5. The pressing tool according to claim 1 wherein the spring elastic elements are made of plastic.

6. A pressing tool for producing a multilayer formed plate having at least two outer layers which form at least one overlapping border area, the pressing tool comprising:

a lower part including a die having a forming surface and first and second side wall portions of different inclinations relative to the forming surface, the first side wall portion adjoining the forming surface and extending approximately perpendicular to the forming surface, the second side wall portion adjoining the first side wall portion and diverging outwardly therefrom, the forming surface and the first and second side wall portions defining a mold cavity;

an upper part including a pressing stamp which fits into the mold cavity;

guide columns interconnecting the lower and upper parts;

a frame arranged coaxially around the pressing stamp and displaceable from a predetermined position relative to the pressing stamp, the frame having a bottom surface;

a coupling device for interlockingly connecting the frame and the pressing stamp together; and

a plurality of spring elastic elements fastened to the bottom surface of the frame, each spring elastic element including a free end which engages the second side wall portion of the die of the lower part and then turns in a direction to fold an edge of one outer layer over an edge of another outer layer and thereby to form the at least one overlapping border area when the frame is displaced from the predetermined position relative to the pressing stamp;

the lower part including a cutting plate arranged around the mold cavity, the upper part including a cutting stamp arranged around the pressing stamp, the frame and the spring elastic elements being guided between the pressing stamp and the cutting stamp.

7. The pressing tool according to claim 6 wherein the cutting plate and the cutting stamp include a plurality of individual cylindrical cutting elements which are polygonal in cross-section, a cutting element of the cutting plate and a cutting element of the cutting stamp in each case forming a pair having cutting edges directed toward each other.

8. The pressing tool according to claim 7 wherein the spring elastic element are arranged on the cutting stamp.

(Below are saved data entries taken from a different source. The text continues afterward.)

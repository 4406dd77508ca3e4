//! # CoupleLink Test Suite
//!
//! Cross-subsystem tests that need more than one crate wired together.
//!
//! ## Structure
//!
//! ```text
//! tests/src/
//! ├── fixtures.rs       # World: every subsystem over one in-memory store
//! └── integration/
//!     ├── e2e.rs            # issue → connect → delete cascade
//!     ├── races.rs          # concurrent connect and rate limit calls
//!     ├── invariants.rs     # seeded random operation sequences
//!     ├── rate_limits.rs    # window boundaries
//!     └── notifications.rs  # partner events after commit
//! ```
//!
//! ## Running Tests
//!
//! ```bash
//! cargo test -p cl-tests
//! cargo test -p cl-tests integration::invariants
//! ```

#[cfg(test)]
pub mod fixtures;
pub mod integration;
//! Ports layer for subscription inheritance.

pub mod outbound;

pub use outbound::*;
//! # CL-08 API Gateway
//!
//! Authenticated JSON surface over the pairing subsystems.
//!
//! **Subsystem ID:** 8
//! **Architecture:** Hexagonal (DDD + Ports/Adapters)
//!
//! ## Operations
//!
//! | Operation | Body | Result | Rate gate |
//! |-----------|------|--------|-----------|
//! | `issuePairingCode` | | `{ code, expiresAt, reused }` | issue-code |
//! | `validatePairingCode` | `{ code }` | `{ valid, ownerName, ownerId }` or `{ valid: false, reason }` | validate-code |
//! | `connectToPartner` | `{ code }` | `{ partnerId, subscriptionInherited }` | connect |
//! | `disconnectPartner` | | `{ ok, formerPartnerId }` | disconnect |
//! | `deleteAccount` | | `{ ok }` | delete-account |
//! | `syncSubscription` | `{ receipt? }` | `{ subscriptionType, partnerId, partnerSubscriptionType }` | sync-subscription |
//! | `acknowledgeConnection` | | `{ ok }` | |
//! | `getPairingStatus` | | pairing status | |
//! | `diagnoseOrphans` | `{ adminSecret }` | `{ checkedCount, violations }` | |
//! | `cleanupOrphans` | `{ adminSecret }` | `{ checkedCount, cleanedCount }` | |
//! | `sweepRateLimits` | `{ adminSecret }` | `{ removedCount }` | |
//!
//! ## Request Order
//!
//! ```text
//! caller op:   bearer token → IdentityProvider → ensure account → rate gate → subsystem
//! operator op: adminSecret (constant time) → subsystem
//! ```
//!
//! Errors leave as `{ "error": { kind, reason, message } }` with the HTTP
//! status of the kind. `internal` errors never carry detail.

#![warn(missing_docs)]
#![warn(clippy::all)]
#![cfg_attr(test, allow(clippy::unwrap_used))]

pub mod adapters;
pub mod domain;
pub mod middleware;
pub mod ports;
pub mod router;
pub mod service;

#[cfg(test)]
mod testkit;

pub use adapters::StaticTokenIdentity;
pub use domain::{
    AdminRequest, ApiError, ApiOperation, CodeRequest, DisconnectResponse, GatewayConfig,
    GatewayError, OkResponse, SweepResponse, SyncRequest, ValidateResponse,
};
pub use ports::{Identity, IdentityProvider};
pub use router::{create_router, serve};
pub use service::{GatewayService, Subsystems};
//! Inheritance errors.

use crate::ports::VerifierError;
use cl_01_document_store::StoreError;
use shared_types::{ClassifiedError, ErrorKind};
use thiserror::Error;

/// Subscription inheritance error types.
#[derive(Debug, Clone, Error, PartialEq, Eq)]
pub enum InheritanceError {
    /// The caller's account document does not exist.
    #[error("Account not found")]
    AccountMissing,

    /// The purchase verifier could not answer.
    #[error("Entitlement verification failed: {0}")]
    Verifier(#[from] VerifierError),

    /// Store failure.
    #[error("Inheritance store error: {0}")]
    Store(#[from] StoreError),
}

impl ClassifiedError for InheritanceError {
    fn kind(&self) -> ErrorKind {
        match self {
            Self::AccountMissing => ErrorKind::NotFound,
            Self::Verifier(_) | Self::Store(_) => ErrorKind::Internal,
        }
    }

    fn reason(&self) -> &'static str {
        match self {
            Self::AccountMissing => "account-missing",
            Self::Verifier(_) => "verifier-unavailable",
            Self::Store(e) => e.reason(),
        }
    }
}
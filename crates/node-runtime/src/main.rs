//! # CoupleLink Node Runtime
//!
//! The main entry point for the CoupleLink pairing backend.
//!
//! ## Startup Sequence
//!
//! 1. Initialize logging (`RUST_LOG`, default `info`)
//! 2. Load configuration (defaults, then `CL_*` environment)
//! 3. Validate the admin secret unless `CL_DEV_MODE` is set
//! 4. Initialize subsystems in dependency order (Level 0 → Level 4)
//! 5. Start background tasks (window sweep, orphan cleanup)
//! 6. Serve the gateway until Ctrl+C
//!
//! ## Request Flow
//!
//! ```text
//! POST /v1/<op> ──→ cl-08 gateway ──→ cl-02 rate gate ──→ cl-03..cl-07 ──→ cl-01 store tx
//!                                                                │
//!                                                     commit ────┴──→ shared-bus PartnerEvent
//! ```

use std::sync::Arc;
use std::time::Duration;

use anyhow::{Context, Result};
use tokio::sync::watch;
use tokio::task::JoinHandle;
use tracing::{error, info, warn};
use tracing_subscriber::EnvFilter;

use shared_bus::EventPublisher;

use node_runtime::tasks::{spawn_orphan_cleanup, spawn_rate_limit_sweep};
use node_runtime::{NodeConfig, SubsystemContainer};

/// The runtime orchestrating all subsystems.
pub struct NodeRuntime {
    /// Subsystem container with all initialized services.
    container: Arc<SubsystemContainer>,
    /// Background task handles.
    tasks: Vec<JoinHandle<()>>,
    /// Shutdown signal sender.
    shutdown_tx: watch::Sender<bool>,
    /// Shutdown signal receiver.
    shutdown_rx: watch::Receiver<bool>,
}

impl NodeRuntime {
    /// Create a new runtime with configuration.
    pub fn new(config: NodeConfig) -> Self {
        info!("Creating CoupleLink node runtime");
        let container = Arc::new(SubsystemContainer::new(config));
        let (shutdown_tx, shutdown_rx) = watch::channel(false);

        Self {
            container,
            tasks: Vec::new(),
            shutdown_tx,
            shutdown_rx,
        }
    }

    /// Start background tasks.
    pub fn start(&mut self) {
        info!("===========================================");
        info!("  CoupleLink Node Runtime v{}", env!("CARGO_PKG_VERSION"));
        info!("===========================================");

        let schedule = self.container.config.schedule.clone();
        let retention =
            chrono::Duration::hours(self.container.config.gateway.sweep_retention_hours);

        match schedule.sweep_interval {
            Some(period) => {
                self.tasks.push(spawn_rate_limit_sweep(
                    Arc::clone(&self.container.subsystems.limiter),
                    period,
                    retention,
                    self.shutdown_rx.clone(),
                ));
                info!(period_secs = period.as_secs(), "[cl-02] Window sweep scheduled");
            }
            None => warn!("[cl-02] Window sweep disabled, rate limit documents will accumulate"),
        }

        if let Some(period) = schedule.orphan_cleanup_interval {
            self.tasks.push(spawn_orphan_cleanup(
                Arc::clone(&self.container.subsystems.auditor),
                period,
                self.shutdown_rx.clone(),
            ));
            info!(period_secs = period.as_secs(), "[cl-06] Orphan cleanup scheduled");
        }
    }

    /// Serve the gateway until `ctrl_c`.
    pub async fn serve(&self) -> Result<()> {
        let address = self.container.config.bind_address();
        let listener = tokio::net::TcpListener::bind(&address)
            .await
            .with_context(|| format!("Failed to bind {address}"))?;

        let mut shutdown = self.shutdown_rx.clone();
        let signal = async move {
            tokio::select! {
                result = tokio::signal::ctrl_c() => {
                    if let Err(e) = result {
                        error!("Failed to listen for Ctrl+C: {}", e);
                    }
                }
                _ = shutdown.changed() => {}
            }
            info!("Shutdown signal received, draining connections");
        };

        cl_08_api_gateway::serve(listener, Arc::clone(&self.container.gateway), signal)
            .await
            .context("Gateway server failed")
    }

    /// Shutdown the runtime gracefully.
    ///
    /// ## Shutdown Sequence
    ///
    /// 1. Signal shutdown to all background tasks
    /// 2. Wait for them (with timeout)
    pub async fn shutdown(self) {
        info!("Initiating graceful shutdown...");

        if let Err(e) = self.shutdown_tx.send(true) {
            error!("Failed to send shutdown signal: {}", e);
        }

        for task in self.tasks {
            if tokio::time::timeout(Duration::from_secs(2), task)
                .await
                .is_err()
            {
                warn!("Background task did not stop in time");
            }
        }

        info!(
            events_published = self.container.event_bus.events_published(),
            events_unheard = self.container.event_bus.unheard_count(),
            "Shutdown complete"
        );
    }
}

#[tokio::main]
async fn main() -> Result<()> {
    // Initialize logging
    tracing_subscriber::fmt()
        .with_env_filter(
            EnvFilter::try_from_default_env().unwrap_or_else(|_| EnvFilter::new("info")),
        )
        .with_target(true)
        .with_thread_ids(true)
        .init();

    // Load configuration
    let config = NodeConfig::from_env().context("Invalid configuration")?;

    if config.dev_mode {
        warn!("CL_DEV_MODE is set, production checks skipped");
    } else {
        config.validate_for_production()?;
    }

    let mut runtime = NodeRuntime::new(config);
    runtime.start();

    info!("Node is running. Press Ctrl+C to stop.");
    let served = runtime.serve().await;

    runtime.shutdown().await;
    served
}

9. A pressing tool for producing a multilayer formed plate having at least two outer layers which form at least one overlapping border area, the pressing tool comprising:

a lower part including a die having a forming surface and first and second side wall portions of different inclinations relative to the forming surface, the first side wall portion adjoining the forming surface and extending approximately perpendicular to the forming surface, the second side wall portion adjoining the first side wall portion and diverging outwardly therefrom, the forming surface and the first and second side wall portions defining a mold cavity;

an upper part including a pressing stamp which fits into the mold cavity;

guide columns interconnecting the lower and upper parts;

a frame arranged coaxially around the pressing stamp and displaceable from a predetermined position relative to the pressing stamp, the frame having a bottom surface;

a coupling device for interlockingly connecting the frame and the pressing stamp together;

a plurality of spring elastic elements fastened to the bottom surface of the frame, each spring elastic element including a free end which engages the second side wall portion of the die of the lower part and then turns in a direction to fold an edge of one outer layer over an edge of another outer layer and thereby to form the at least one overlapping border area when the frame is displaced from the predetermined position relative to the pressing stamp; and

springs connecting the frame, the springs pressing the frame against the upper part.